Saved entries
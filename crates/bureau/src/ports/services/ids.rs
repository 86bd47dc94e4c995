//! Id Generator Port

use uuid::Uuid;

/// Source of fresh entity ids
pub trait IdGenerator: Send + Sync {
    fn next_id(&self) -> Uuid;
}
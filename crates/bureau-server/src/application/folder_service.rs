//! Folder Application Service (Use Case)
//!
//! Folders form a tree. Every folder stores its full path, so renaming or
//! moving a folder rewrites the paths of its whole subtree.

use std::collections::HashMap;
use std::sync::Arc;
use uuid::Uuid;

use bureau::domain::services::folder_paths::would_create_cycle;
use bureau::domain::{optional_key, FolderPatch, NewFolder};
use bureau::{DomainConfig, DomainError, Folder, Repo, Validate};

use super::DocumentService;

/// Application service for Folder operations
pub struct FolderService {
    folders: Repo<Folder>,
    documents: Arc<DocumentService>,
    config: Arc<DomainConfig>,
}

impl FolderService {
    pub fn new(folders: Repo<Folder>, documents: Arc<DocumentService>, config: Arc<DomainConfig>) -> Self {
        Self {
            folders,
            documents,
            config,
        }
    }

    /// Get all Folders
    pub async fn list_all(&self) -> Result<Vec<Folder>, DomainError> {
        self.folders.find_all().await
    }

    /// Get a Folder by ID
    pub async fn get_by_id(&self, id: Uuid) -> Result<Option<Folder>, DomainError> {
        self.folders.find_by_id(id).await
    }

    async fn require(&self, id: Uuid) -> Result<Folder, DomainError> {
        self.folders
            .find_by_id(id)
            .await?
            .ok_or_else(|| DomainError::not_found("Folder", id))
    }

    /// Direct children of `parent`, or the root folders when `None`
    pub async fn children(&self, parent: Option<Uuid>) -> Result<Vec<Folder>, DomainError> {
        self.folders
            .find_by_index(Folder::BY_PARENT, &optional_key(parent))
            .await
    }

    pub async fn list_by_owner(&self, owner_id: &str) -> Result<Vec<Folder>, DomainError> {
        self.folders.find_by_index(Folder::BY_OWNER, owner_id).await
    }

    /// Every folder below `id`, parents before their children
    pub async fn descendants(&self, id: Uuid) -> Result<Vec<Folder>, DomainError> {
        let mut found = Vec::new();
        let mut frontier = vec![id];
        while let Some(current) = frontier.pop() {
            for child in self.children(Some(current)).await? {
                frontier.push(child.id);
                found.push(child);
            }
        }
        Ok(found)
    }

    /// Create a new Folder, at the root or under `parent_id`
    pub async fn create(
        &self,
        name: String,
        parent_id: Option<Uuid>,
        owner_id: Option<String>,
        description: Option<String>,
    ) -> Result<Folder, DomainError> {
        let mut draft = NewFolder::new(name);
        if let Some(parent_id) = parent_id {
            let parent = self.require(parent_id).await?;
            draft = draft.within(&parent);
        }
        draft.owner_id = owner_id;
        draft.description = description;
        draft.validate(&self.config)?;

        let saved = self.folders.create(draft).await?;
        tracing::info!("Created Folder: {} ({})", saved.path, saved.id);
        Ok(saved)
    }

    /// Update a Folder; a rename rewrites every descendant path
    pub async fn update(&self, id: Uuid, patch: FolderPatch) -> Result<Folder, DomainError> {
        patch.validate(&self.config)?;
        let current = self.require(id).await?;
        let updated = self.folders.update(id, patch).await?;

        if updated.path != current.path {
            let rewritten = self
                .rewrite_descendants(id, &current.path, &updated.path)
                .await?;
            tracing::info!(
                "Renamed Folder: {} -> {} ({} descendant path(s) rewritten)",
                current.path,
                updated.path,
                rewritten
            );
        }
        Ok(updated)
    }

    /// Re-parent a Folder; moving it under itself or a descendant is refused
    pub async fn move_to(&self, id: Uuid, new_parent: Option<Uuid>) -> Result<Folder, DomainError> {
        let current = self.require(id).await?;
        if current.parent_id == new_parent {
            return Ok(current);
        }

        let parent = match new_parent {
            Some(parent_id) => {
                let parent = self.require(parent_id).await?;
                let parents: HashMap<Uuid, Option<Uuid>> = self
                    .folders
                    .find_all()
                    .await?
                    .into_iter()
                    .map(|f| (f.id, f.parent_id))
                    .collect();
                if would_create_cycle(id, parent_id, &parents) {
                    return Err(DomainError::invalid_transition(
                        "Folder",
                        current.path,
                        parent.path,
                        "a folder cannot be moved under itself or one of its descendants",
                    ));
                }
                Some(parent)
            }
            None => None,
        };

        let mut old_path = current.path.clone();
        let saved = self
            .folders
            .modify(
                id,
                Box::new(|folder| {
                    old_path = folder.path.clone();
                    folder.relocate(parent.as_ref());
                    Ok(())
                }),
            )
            .await?;
        let rewritten = self
            .rewrite_descendants(id, &old_path, &saved.path)
            .await?;

        tracing::info!(
            "Moved Folder: {} -> {} ({} descendant path(s) rewritten)",
            old_path,
            saved.path,
            rewritten
        );
        Ok(saved)
    }

    async fn rewrite_descendants(
        &self,
        id: Uuid,
        old_prefix: &str,
        new_prefix: &str,
    ) -> Result<usize, DomainError> {
        let mut rewritten = 0;
        for folder in self.descendants(id).await? {
            let mut moved = false;
            self.folders
                .modify(
                    folder.id,
                    Box::new(|folder| {
                        moved = folder.rebase(old_prefix, new_prefix);
                        Ok(())
                    }),
                )
                .await?;
            if moved {
                rewritten += 1;
            }
        }
        Ok(rewritten)
    }

    /// Delete a Folder
    ///
    /// A folder holding sub-folders or documents is only deleted when
    /// `recursive` is set, in which case its whole subtree goes with it.
    pub async fn delete(&self, id: Uuid, recursive: bool) -> Result<bool, DomainError> {
        if self.folders.find_by_id(id).await?.is_none() {
            return Ok(false);
        }

        let children = self.children(Some(id)).await?;
        let documents = self.documents.list_in_folder(id).await?;
        let dependents = children.len() + documents.len();
        if dependents > 0 && !recursive {
            return Err(DomainError::dependents_exist("Folder", id, dependents));
        }

        let mut subtree = self.descendants(id).await?;
        // Deepest first so no folder outlives its parent
        subtree.reverse();
        let mut removed_documents = 0;
        for folder in subtree.iter().map(|f| f.id).chain(std::iter::once(id)) {
            for document in self.documents.list_in_folder(folder).await? {
                if self.documents.delete(document.id).await? {
                    removed_documents += 1;
                }
            }
            if folder != id {
                self.folders.delete(folder).await?;
            }
        }

        let deleted = self.folders.delete(id).await?;
        if deleted {
            tracing::info!(
                "Deleted Folder: {} ({} sub-folder(s), {} document(s))",
                id,
                subtree.len(),
                removed_documents
            );
        }
        Ok(deleted)
    }
}

#[cfg(test)]
mod tests {
    use super::*;
    use crate::application::testing::Fixture;
    use bureau::domain::NewDocument;

    async fn folder(service: &FolderService, name: &str, parent: Option<&Folder>) -> Folder {
        service
            .create(name.to_string(), parent.map(|p| p.id), None, None)
            .await
            .unwrap()
    }

    #[tokio::test]
    async fn test_rename_rewrites_child_paths() {
        let fx = Fixture::new();
        let service = fx.folders();
        let contracts = folder(&service, "Contracts", None).await;
        let year = folder(&service, "2026", Some(&contracts)).await;
        let quarter = folder(&service, "Q1", Some(&year)).await;
        assert_eq!(year.path, "Contracts/2026");

        service
            .update(
                contracts.id,
                FolderPatch {
                    name: Some("Contracts-Archive".into()),
                    ..Default::default()
                },
            )
            .await
            .unwrap();

        let year = service.get_by_id(year.id).await.unwrap().unwrap();
        let quarter = service.get_by_id(quarter.id).await.unwrap().unwrap();
        assert_eq!(year.path, "Contracts-Archive/2026");
        assert_eq!(quarter.path, "Contracts-Archive/2026/Q1");
    }

    #[tokio::test]
    async fn test_move_under_descendant_is_refused() {
        let fx = Fixture::new();
        let service = fx.folders();
        let a = folder(&service, "A", None).await;
        let b = folder(&service, "B", Some(&a)).await;
        let c = folder(&service, "C", Some(&b)).await;

        for target in [a.id, b.id, c.id] {
            let err = service.move_to(a.id, Some(target)).await.unwrap_err();
            assert!(matches!(err, DomainError::InvalidTransition { .. }));
        }
        let a = service.get_by_id(a.id).await.unwrap().unwrap();
        assert_eq!(a.parent_id, None);
        assert_eq!(a.path, "A");
    }

    #[tokio::test]
    async fn test_move_rewrites_subtree_and_indexes() {
        let fx = Fixture::new();
        let service = fx.folders();
        let hr = folder(&service, "HR", None).await;
        let archive = folder(&service, "Archive", None).await;
        let payroll = folder(&service, "Payroll", Some(&hr)).await;
        let march = folder(&service, "March", Some(&payroll)).await;

        let moved = service.move_to(payroll.id, Some(archive.id)).await.unwrap();
        assert_eq!(moved.path, "Archive/Payroll");
        let march = service.get_by_id(march.id).await.unwrap().unwrap();
        assert_eq!(march.path, "Archive/Payroll/March");

        assert!(service.children(Some(hr.id)).await.unwrap().is_empty());
        let under_archive = service.children(Some(archive.id)).await.unwrap();
        assert_eq!(under_archive.len(), 1);

        let back = service.move_to(payroll.id, None).await.unwrap();
        assert_eq!(back.path, "Payroll");
        let roots = service.children(None).await.unwrap();
        assert_eq!(roots.len(), 3);
    }

    #[tokio::test]
    async fn test_delete_with_dependents_needs_recursive() {
        let fx = Fixture::new();
        let service = fx.folders();
        let root = folder(&service, "Sales", None).await;
        let child = folder(&service, "Quotes", Some(&root)).await;
        let doc = fx
            .documents()
            .create(NewDocument::new("Quote 17", "application/pdf", 100).in_folder(child.id))
            .await
            .unwrap();

        let err = service.delete(root.id, false).await.unwrap_err();
        assert!(matches!(err, DomainError::DependentsExist { dependents: 1, .. }));
        assert!(service.get_by_id(child.id).await.unwrap().is_some());

        assert!(service.delete(root.id, true).await.unwrap());
        assert!(service.list_all().await.unwrap().is_empty());
        assert!(fx.docs.find_by_id(doc.id).await.unwrap().is_none());
    }

    #[tokio::test]
    async fn test_create_under_missing_parent_is_not_found() {
        let fx = Fixture::new();
        let err = fx
            .folders()
            .create("Lost".into(), Some(Uuid::from_u128(404)), None, None)
            .await
            .unwrap_err();
        assert!(matches!(err, DomainError::NotFound { .. }));
    }
}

▸ **WHAT TO PRODUCE**
Could you restate word for word the lines above from the one containing "let mut draft = NewFolder::new(name);" through the one containing "draft.description = description;", both included, and nothing else?

▸ **RESULT BELOW**
        let mut draft = NewFolder::new(name);
        if let Some(parent_id) = parent_id {
            let parent = self.require(parent_id).await?;
            draft = draft.within(&parent);
        }
        draft.owner_id = owner_id;
        draft.description = description;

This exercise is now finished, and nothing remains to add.